I gather that the author was trying to say that particular profile was unusual or extreme, but I’m not sure how to relate the details (“a popular cheerleader, a good student and an altar girl”) with the description “out the window.” Perhaps the author intended that to be part of an extended metaphor that was introduced in an earlier paragraph that got edited or cut.

I’ve blogged before about the cultural value of shallow but deeply-linked social networks.
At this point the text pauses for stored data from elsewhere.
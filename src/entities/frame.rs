//! Rendered frame buffers and render failures.
//!
//! **Why**: The prefetch worker discards what the renderer returns (the cache
//! side effect is the point), but the reference cache still needs a buffer
//! with a known memory footprint for capacity accounting.
//!
//! **Used by**: Renderer implementations, GlobalFrameCache (memory tracking)

use std::sync::Arc;

/// Frame render status
#[derive(Debug, Clone, Copy, PartialEq, Eq)]
pub enum FrameStatus {
    Placeholder, // Nothing rendered yet, solid fill
    Rendered,    // Composited pixel data
    Error,       // Render failed, buffer is a placeholder
}

/// Composited RGBA8 frame.
///
/// Pixel data lives behind an `Arc`, so clones handed to the cache are cheap.
#[derive(Debug, Clone)]
pub struct Frame {
    buffer: Arc<Vec<u8>>,
    width: usize,
    height: usize,
    status: FrameStatus,
}

impl Frame {
    /// Create a placeholder frame (dark green, like an unloaded slot)
    pub fn placeholder(width: usize, height: usize) -> Self {
        let mut buffer = vec![0u8; width * height * 4];
        for px in buffer.chunks_mut(4) {
            px.copy_from_slice(&[0, 100, 0, 255]);
        }
        Self {
            buffer: Arc::new(buffer),
            width,
            height,
            status: FrameStatus::Placeholder,
        }
    }

    /// Wrap composited RGBA8 pixels
    pub fn from_u8_buffer(buffer: Vec<u8>, width: usize, height: usize) -> Self {
        debug_assert_eq!(buffer.len(), width * height * 4);
        Self {
            buffer: Arc::new(buffer),
            width,
            height,
            status: FrameStatus::Rendered,
        }
    }

    /// Placeholder tagged as failed (missing media and the like)
    pub fn error(width: usize, height: usize) -> Self {
        Self {
            status: FrameStatus::Error,
            ..Self::placeholder(width, height)
        }
    }

    pub fn width(&self) -> usize {
        self.width
    }

    pub fn height(&self) -> usize {
        self.height
    }

    pub fn status(&self) -> FrameStatus {
        self.status
    }

    pub fn pixels(&self) -> &[u8] {
        &self.buffer
    }

    /// Memory footprint in bytes
    pub fn mem(&self) -> usize {
        self.buffer.len()
    }
}

/// Render failures.
///
/// None of these are fatal to prefetching: the worker logs them and keeps
/// advancing its window.
#[derive(Debug, Clone, PartialEq)]
pub enum RenderError {
    /// No element covers the requested frame
    EmptyScene(f32),
    /// Source media for an element could not be read
    MissingMedia(String),
}

impl std::fmt::Display for RenderError {
    fn fmt(&self, f: &mut std::fmt::Formatter<'_>) -> std::fmt::Result {
        match self {
            RenderError::EmptyScene(frame) => write!(f, "Nothing to render at frame {}", frame),
            RenderError::MissingMedia(name) => write!(f, "Missing media for element: {}", name),
        }
    }
}

impl std::error::Error for RenderError {}

#[cfg(test)]
mod tests {
    use super::*;

    #[test]
    fn test_frame_mem_counts_rgba_bytes() {
        let frame = Frame::placeholder(8, 4);
        assert_eq!(frame.mem(), 8 * 4 * 4);
        assert_eq!(frame.status(), FrameStatus::Placeholder);
        assert_eq!(&frame.pixels()[..4], &[0, 100, 0, 255]);
    }

    #[test]
    fn test_error_frame_keeps_dimensions() {
        let frame = Frame::error(3, 2);
        assert_eq!(frame.status(), FrameStatus::Error);
        assert_eq!((frame.width(), frame.height()), (3, 2));
    }
}
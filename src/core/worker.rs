//! Prefetch worker loop, one background thread per running job.
//!
//! Per iteration:
//! 1. Evaluating: advance the private graph to the window's target frame
//! 2. Rendering: render it, drop the buffer, evict this task's temporary
//!    cache entries at that frame
//! 3. Cache-Check: park on the gate while the cache is full and cannot
//!    recycle, or the user is scrubbing (unless disabled or stopping);
//!    every wake re-bases the window on the live playhead
//! 4. Continue: stop on throttle, disable or stop request; otherwise re-base
//!    and grow the window by one frame
//!
//! Stop requests are cooperative: an in-flight evaluate or render always
//! completes, the loop exits at the next check.

use log::{debug, trace};
use std::sync::atomic::{AtomicBool, Ordering};
use std::sync::Arc;

use super::job::{Collaborators, JobShared, WorkerExit};
use super::snapshot::WorkingSnapshot;
use super::window::Throttle;

/// Clears `running` even if the loop unwinds
struct RunningGuard<'a>(&'a AtomicBool);

impl Drop for RunningGuard<'_> {
    fn drop(&mut self) {
        self.0.store(false, Ordering::SeqCst);
    }
}

/// Worker thread body. Returns the snapshot so the job can keep it.
pub(crate) fn run(
    shared: Arc<JobShared>,
    mut snapshot: WorkingSnapshot,
    collaborators: Collaborators,
    throttle: Throttle,
) -> WorkingSnapshot {
    let _guard = RunningGuard(&shared.running);
    let timeline = Arc::clone(&shared.timeline);
    let timeline_id = timeline.uuid();
    let Collaborators {
        renderer, cache, ui, ..
    } = collaborators;

    snapshot.attach_redirect(Arc::clone(&timeline));
    trace!("Prefetch worker for {} entering loop", timeline_id);

    let exit = loop {
        let target = shared.window().target_frame();
        if target >= timeline.end_frame() {
            break WorkerExit::ReachedEnd;
        }

        // Evaluating
        snapshot.evaluate(target);

        // Rendering
        match snapshot.render(renderer.as_ref(), target) {
            Ok(frame) => {
                trace!("Prefetched {}:{} ({} bytes)", timeline_id, target, frame.mem());
            }
            Err(e) => {
                debug!("Prefetch render failed at {}:{}: {}", timeline_id, target, e);
            }
        }
        shared.record_frame();
        cache.evict_temporary(timeline_id, snapshot.task_id(), target);

        // Cache-Check
        let parks = shared.gate.park_while(
            &shared.waiting,
            || {
                let cache_blocked = cache.is_full(timeline_id) && !cache.recycle_one(timeline_id);
                (cache_blocked || ui.is_scrubbing())
                    && timeline.prefetch_enabled()
                    && !shared.stop_requested()
            },
            || {
                shared.rebase();
            },
        );
        if parks > 0 {
            trace!("Prefetch worker for {} resumed after {} park(s)", timeline_id, parks);
        }

        // Continue
        if throttle.should_yield(&shared.window(), timeline.current_frame()) {
            break WorkerExit::Throttled;
        }
        if !timeline.prefetch_enabled() {
            break WorkerExit::Disabled;
        }
        if shared.stop_requested() {
            break WorkerExit::Stopped;
        }

        let cursor = timeline.current_frame();
        shared.update_window(|w| {
            w.rebase(cursor);
            w.advance();
        });
    };

    // Terminated
    let last = shared.window().target_frame();
    cache.evict_temporary(timeline_id, snapshot.task_id(), last);
    shared.record_exit(exit);
    shared.running.store(false, Ordering::SeqCst);
    snapshot.detach_redirect();

    debug!(
        "Prefetch worker for {} finished: {:?} at frame {}",
        timeline_id, exit, last
    );
    snapshot
}
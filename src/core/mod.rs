//! Core engine modules - prefetch controller, worker, cache, playback
//!
//! These modules form the prefetch engine, independent of any UI. The engine
//! sees the host only through the traits in `entities::traits`.

pub mod cache_man;
pub mod error;
pub mod gate;
pub mod global_cache;
pub mod job;
pub mod player;
pub mod prefetcher;
pub mod snapshot;
pub mod window;
mod worker;
pub mod workers;

// Re-exports for convenience
pub use cache_man::CacheManager;
pub use error::PrefetchError;
pub use gate::SuspendGate;
pub use global_cache::{CacheStats, EntryKind, GlobalFrameCache};
pub use job::{Collaborators, PrefetchJob, WorkerExit};
pub use player::PlaybackState;
pub use prefetcher::{Prefetcher, StartOutcome};
pub use snapshot::WorkingSnapshot;
pub use window::{PrefetchWindow, Rebase, Throttle};
pub use workers::ThreadSlot;
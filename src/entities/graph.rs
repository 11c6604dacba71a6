//! Reference dependency graph: resolves per-element local time.
//!
//! Each graph owns a private copy of the timeline's elements taken at build
//! time, so evaluating it never reads or writes the live timeline.

use log::trace;
use std::sync::atomic::{AtomicUsize, Ordering};

use super::element::Element;
use super::scene::SceneSnapshot;
use super::traits::{DependencyGraph, GraphBuilder, Timeline};

/// Builds [`ElementGraph`]s and counts how many it built
#[derive(Debug, Default)]
pub struct ElementGraphBuilder {
    builds: AtomicUsize,
}

impl ElementGraphBuilder {
    pub fn new() -> Self {
        Self::default()
    }

    /// Number of graphs built so far
    pub fn builds(&self) -> usize {
        self.builds.load(Ordering::Relaxed)
    }
}

impl GraphBuilder for ElementGraphBuilder {
    fn build(&self, timeline: &dyn Timeline, layer: &str) -> Box<dyn DependencyGraph> {
        self.builds.fetch_add(1, Ordering::Relaxed);
        let elements: Vec<Element> = timeline
            .top_level_elements()
            .iter()
            .map(Element::duplicate)
            .collect();
        trace!(
            "ElementGraph built for {} layer '{}' ({} elements)",
            timeline.uuid(),
            layer,
            elements.len()
        );
        Box::new(ElementGraph {
            elements,
            scene: SceneSnapshot::new(f32::NAN, layer),
        })
    }
}

/// Graph over a private element copy
#[derive(Debug)]
pub struct ElementGraph {
    elements: Vec<Element>,
    scene: SceneSnapshot,
}

impl DependencyGraph for ElementGraph {
    fn evaluate(&mut self, frame: f32) {
        self.scene.frame = frame;
        self.scene.values.clear();
        for el in &self.elements {
            if let Some(t) = el.local_time(frame) {
                self.scene.values.insert(el.name.clone(), t);
            }
        }
    }

    fn evaluated_scene(&self) -> SceneSnapshot {
        self.scene.clone()
    }
}
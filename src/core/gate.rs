//! Suspend gate: the mutex + condition variable pair a prefetch worker parks on.
//!
//! The mutex guards a single "wake pending" flag. Anyone waking the worker sets
//! it under the mutex before notifying, and the worker holds the mutex from its
//! predicate check until it blocks. A resume or stop issued while the worker is
//! about to park is therefore never lost, and a spurious wakeup just re-checks
//! the predicate.

use std::sync::atomic::{AtomicBool, AtomicUsize, Ordering};
use std::sync::{Condvar, Mutex};

#[derive(Debug, Default)]
pub struct SuspendGate {
    wake_pending: Mutex<bool>,
    cond: Condvar,
    parked: AtomicUsize,
}

impl SuspendGate {
    pub fn new() -> Self {
        Self::default()
    }

    /// Park the calling thread for as long as `blocked()` holds.
    ///
    /// `waiting` is raised before every park and lowered once `blocked()`
    /// turns false, right before returning. `on_wake` runs after every wake,
    /// still under the gate mutex, before the predicate is re-checked.
    ///
    /// Returns how many times the thread parked.
    pub fn park_while(
        &self,
        waiting: &AtomicBool,
        mut blocked: impl FnMut() -> bool,
        mut on_wake: impl FnMut(),
    ) -> usize {
        let mut pending = self.wake_pending.lock().unwrap_or_else(|e| e.into_inner());
        let mut parks = 0;

        while blocked() {
            waiting.store(true, Ordering::SeqCst);
            // Any wake sent before we took the lock is already reflected in `blocked()`
            *pending = false;
            self.parked.fetch_add(1, Ordering::SeqCst);
            pending = self
                .cond
                .wait_while(pending, |pending| !*pending)
                .unwrap_or_else(|e| e.into_inner());
            self.parked.fetch_sub(1, Ordering::SeqCst);
            *pending = false;
            parks += 1;
            on_wake();
        }

        waiting.store(false, Ordering::SeqCst);
        parks
    }

    /// Wake a parked thread, if any. Safe to call at any time.
    pub fn notify(&self) {
        let mut pending = self.wake_pending.lock().unwrap_or_else(|e| e.into_inner());
        *pending = true;
        self.cond.notify_all();
    }

    /// Wake only if `waiting` is raised. Returns whether a wake was sent.
    pub fn notify_waiting(&self, waiting: &AtomicBool) -> bool {
        let mut pending = self.wake_pending.lock().unwrap_or_else(|e| e.into_inner());
        if !waiting.load(Ordering::SeqCst) {
            return false;
        }
        *pending = true;
        self.cond.notify_all();
        true
    }

    /// Number of threads currently blocked on the gate
    pub fn parked(&self) -> usize {
        self.parked.load(Ordering::SeqCst)
    }
}

#[cfg(test)]
mod tests {
    use super::*;
    use std::sync::Arc;
    use std::thread;
    use std::time::{Duration, Instant};

    fn wait_until(timeout: Duration, f: impl Fn() -> bool) -> bool {
        let deadline = Instant::now() + timeout;
        while Instant::now() < deadline {
            if f() {
                return true;
            }
            thread::sleep(Duration::from_millis(1));
        }
        f()
    }

    #[test]
    fn test_no_park_when_not_blocked() {
        let gate = SuspendGate::new();
        let waiting = AtomicBool::new(false);
        let parks = gate.park_while(&waiting, || false, || panic!("must not wake"));
        assert_eq!(parks, 0);
        assert!(!waiting.load(Ordering::SeqCst));
    }

    #[test]
    fn test_notify_waiting_skips_idle_gate() {
        let gate = SuspendGate::new();
        let waiting = AtomicBool::new(false);
        assert!(!gate.notify_waiting(&waiting));
    }

    #[test]
    fn test_park_until_predicate_clears() {
        let gate = Arc::new(SuspendGate::new());
        let waiting = Arc::new(AtomicBool::new(false));
        let blocked = Arc::new(AtomicBool::new(true));
        let wakes = Arc::new(AtomicUsize::new(0));

        let handle = {
            let (gate, waiting, blocked, wakes) =
                (gate.clone(), waiting.clone(), blocked.clone(), wakes.clone());
            thread::spawn(move || {
                gate.park_while(
                    &waiting,
                    || blocked.load(Ordering::SeqCst),
                    || {
                        wakes.fetch_add(1, Ordering::SeqCst);
                    },
                )
            })
        };

        assert!(wait_until(Duration::from_secs(2), || gate.parked() == 1));
        assert!(waiting.load(Ordering::SeqCst));

        // Wake without clearing the predicate: parks again
        assert!(gate.notify_waiting(&waiting));
        assert!(wait_until(Duration::from_secs(2), || {
            wakes.load(Ordering::SeqCst) == 1 && gate.parked() == 1
        }));
        assert!(waiting.load(Ordering::SeqCst));

        blocked.store(false, Ordering::SeqCst);
        gate.notify();

        let parks = handle.join().unwrap();
        assert_eq!(parks, 2);
        assert_eq!(wakes.load(Ordering::SeqCst), 2);
        assert!(!waiting.load(Ordering::SeqCst));
        assert_eq!(gate.parked(), 0);
    }
}
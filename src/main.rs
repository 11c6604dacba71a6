use framefetch::cli::Args;
use framefetch::config::{self, PrefetchConfig};
use framefetch::core::{
    CacheManager, Collaborators, GlobalFrameCache, PlaybackState, Prefetcher, StartOutcome,
};
use framefetch::entities::{
    CacheTypes, Element, ElementGraphBuilder, GraphBuilder, RenderContext, Renderer,
    SharedTimeline, Timeline, UiState,
};
use framefetch::sim::SimulatedRenderer;

use anyhow::{Context, Result};
use clap::Parser;
use log::{debug, info, warn};
use std::sync::Arc;
use std::time::{Duration, Instant};

const OUTPUT_SIZE: (u32, u32) = (320, 180);
const TICK: Duration = Duration::from_millis(5);
const REPORT_EVERY: Duration = Duration::from_millis(250);

fn init_logging(args: &Args, path_config: &config::PathConfig) -> Result<()> {
    // 0 (default) = warn, 1 (-v) = info, 2 (-vv) = debug, 3+ (-vvv) = trace
    let log_level = match args.verbosity {
        0 => log::LevelFilter::Warn,
        1 => log::LevelFilter::Info,
        2 => log::LevelFilter::Debug,
        _ => log::LevelFilter::Trace,
    };

    if let Some(log_path_opt) = &args.log_file {
        let log_path = log_path_opt
            .clone()
            .unwrap_or_else(|| config::data_file(config::LOG_FILE, path_config));
        let file = std::fs::File::create(&log_path)
            .with_context(|| format!("Failed to create log file: {}", log_path.display()))?;

        env_logger::Builder::new()
            .filter_level(log_level)
            .format_timestamp_millis()
            .target(env_logger::Target::Pipe(Box::new(file)))
            .init();

        info!("Logging to file: {} (level: {:?})", log_path.display(), log_level);
    } else {
        // Respects RUST_LOG if set
        env_logger::Builder::from_env(
            env_logger::Env::default().default_filter_or(log_level.as_str().to_lowercase()),
        )
        .format_timestamp_millis()
        .init();
    }
    Ok(())
}

/// Background plate across the whole timeline, the rest staggered on top
fn build_timeline(frames: u32, elements: u32) -> SharedTimeline {
    let end = frames as f32;
    let timeline = SharedTimeline::new(end);
    timeline.push_element(Element::new("plate", 0.0, end));

    let layers = elements.saturating_sub(1);
    for i in 0..layers {
        let start = end * i as f32 / (layers + 1) as f32;
        let length = (end / 2.0).max(1.0);
        timeline.push_element(
            Element::new(format!("layer{}", i + 1), start, (start + length).min(end))
                .on_channel(i + 1),
        );
    }
    timeline
}

fn main() -> Result<()> {
    let args = Args::parse();

    let path_config = config::PathConfig::from_env_and_cli(args.config_dir.clone());
    if let Err(e) = config::ensure_dirs(&path_config) {
        eprintln!("Warning: Failed to create application directories: {}", e);
    }
    init_logging(&args, &path_config)?;

    info!("framefetch starting...");
    debug!("Command-line args: {:?}", args);

    let config_path = config::config_file(config::CONFIG_FILE, &path_config);
    info!("Config path: {}", config_path.display());
    let mut prefetch_config = PrefetchConfig::load(&config_path).unwrap_or_else(|e| {
        warn!("{:#}, using defaults", e);
        PrefetchConfig::default()
    });
    if let Some(capacity) = args.capacity {
        prefetch_config.cache_capacity = capacity;
    }

    // Collaborators
    let shared_timeline = Arc::new(build_timeline(args.frames, args.elements));
    let timeline: Arc<dyn Timeline> = shared_timeline.clone();
    let manager = Arc::new(CacheManager::new(
        prefetch_config.mem_fraction,
        prefetch_config.reserve_gb,
    ));
    let cache = Arc::new(GlobalFrameCache::new(prefetch_config.cache_capacity, manager));
    let render_cost = Duration::from_millis(args.render_ms);
    let renderer = Arc::new(SimulatedRenderer::new(render_cost).with_cache(cache.clone()));
    let graphs = Arc::new(ElementGraphBuilder::new());
    let playback = Arc::new(PlaybackState::new(args.fps));
    let mut loops_left = args.loops.unwrap_or(0);
    playback.set_loop(loops_left > 0);

    let mut prefetcher = Prefetcher::new(
        Collaborators {
            graphs: graphs.clone(),
            renderer: renderer.clone(),
            cache: cache.clone(),
            ui: playback.clone(),
        },
        prefetch_config,
    );

    // Foreground side: its own graph, renders on cache misses during playback
    let context = RenderContext::new(timeline.uuid(), OUTPUT_SIZE.0, OUTPUT_SIZE.1);
    let mut foreground = graphs.build(timeline.as_ref(), "render");
    let estimated_cost = render_cost.as_secs_f32() * playback.fps();

    let started = Instant::now();
    let play_at = args.play.map(|s| Duration::from_secs_f32(s.max(0.0)));
    let mut last_report = Instant::now();
    let mut played = false;
    let mut last_frame = timeline.current_frame();

    loop {
        if let Some(at) = play_at
            && !played
            && started.elapsed() >= at
        {
            info!("Playback starting at frame {}", timeline.current_frame());
            playback.play();
            played = true;
        }

        // Done once the worker finished (or is parked on a full cache) and no
        // playback is outstanding
        let id = timeline.uuid();
        let settled = prefetcher.job(id).is_some_and(|job| !job.is_running() || job.is_waiting());
        let playback_pending = play_at.is_some() && (!played || playback.is_playing());
        if settled && !playback_pending {
            break;
        }

        if let Some(frame) = playback.update(&shared_timeline) {
            if frame < last_frame {
                loops_left = loops_left.saturating_sub(1);
                info!("Playback wrapped, {} loop(s) left", loops_left);
                if loops_left == 0 {
                    playback.set_loop(false);
                }
            }
            last_frame = frame;
            cache.set_playhead(timeline.uuid(), frame);
            if cache.get(timeline.uuid(), frame, CacheTypes::FINAL_OUT).is_none() {
                foreground.evaluate(frame);
                if let Err(e) = renderer.render(&context, &foreground.evaluated_scene(), frame) {
                    debug!("Foreground render failed at {}: {}", frame, e);
                }
            }
        }

        let cursor = timeline.current_frame();
        match prefetcher.start_or_resume(&timeline, &context, cursor, estimated_cost) {
            Ok(StartOutcome::Started) => debug!("Prefetch (re)started at {}", cursor),
            Ok(_) => {}
            Err(e) => warn!("{}", e),
        }

        if last_report.elapsed() >= REPORT_EVERY {
            last_report = Instant::now();
            if let Some((start, end)) = prefetcher.time_range(timeline.uuid()) {
                println!(
                    "t={:>6.2}s playhead={:>5} window=[{}, {}) cached={} running={} waiting={}",
                    started.elapsed().as_secs_f32(),
                    cursor,
                    start,
                    end,
                    cache.timeline_len(timeline.uuid()),
                    prefetcher.is_running(timeline.uuid()),
                    prefetcher.is_waiting(timeline.uuid()),
                );
            }
        }

        std::thread::sleep(TICK);
    }

    prefetcher.stop(timeline.uuid());
    let stats = cache.stats();
    let job = prefetcher.job(timeline.uuid());
    println!("--- framefetch summary ---");
    println!(
        "prefetched frames: {}",
        job.map_or(0, |j| j.frames_rendered())
    );
    println!("worker threads:    {}", job.map_or(0, |j| j.threads_spawned()));
    println!("last exit:         {:?}", job.and_then(|j| j.last_exit()));
    println!(
        "cache:             {} entries, {} KB",
        cache.len(),
        cache.manager().usage() / 1024
    );
    println!(
        "playback hits:     {} / {} ({:.0}%), recycled {}",
        stats.hits(),
        stats.hits() + stats.misses(),
        stats.hit_rate() * 100.0,
        stats.recycled()
    );

    prefetcher.free(timeline.uuid());
    info!("framefetch done in {:.2}s", started.elapsed().as_secs_f32());
    Ok(())
}
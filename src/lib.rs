//! FRAMEFETCH - speculative frame prefetch for timeline compositors
//!
//! Re-exports all modules for use by binary targets.

// Prefetch engine (controller, worker, cache, playback)
pub mod core;

// App modules
pub mod cli;
pub mod config;
pub mod entities;
pub mod sim;

// Re-export commonly used types from core
pub use crate::core::cache_man::CacheManager;
pub use crate::core::global_cache::GlobalFrameCache;
pub use crate::core::player::PlaybackState;
pub use crate::core::prefetcher::{Prefetcher, StartOutcome};
pub use crate::core::{Collaborators, PrefetchError};

// Re-export entities
pub use config::PrefetchConfig;
pub use entities::{Element, Frame, RenderContext, SharedTimeline, Timeline};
When I say “shallow” I don’t mean the people using it are shallow, but rather the value is in the links themselves. A blog requires writing and responding, and while a social network site can involve writing, part of the reason the system grows so quickly is that using the site means adding yourself to existing lists or creating lists for other people to sign on to. And, for all teenagers like telling the rest of the world that they all want to be independent and do their own thing, most teenagers spend a lot of time and money on the difficult task of conforming to the social expectations of their peer groups.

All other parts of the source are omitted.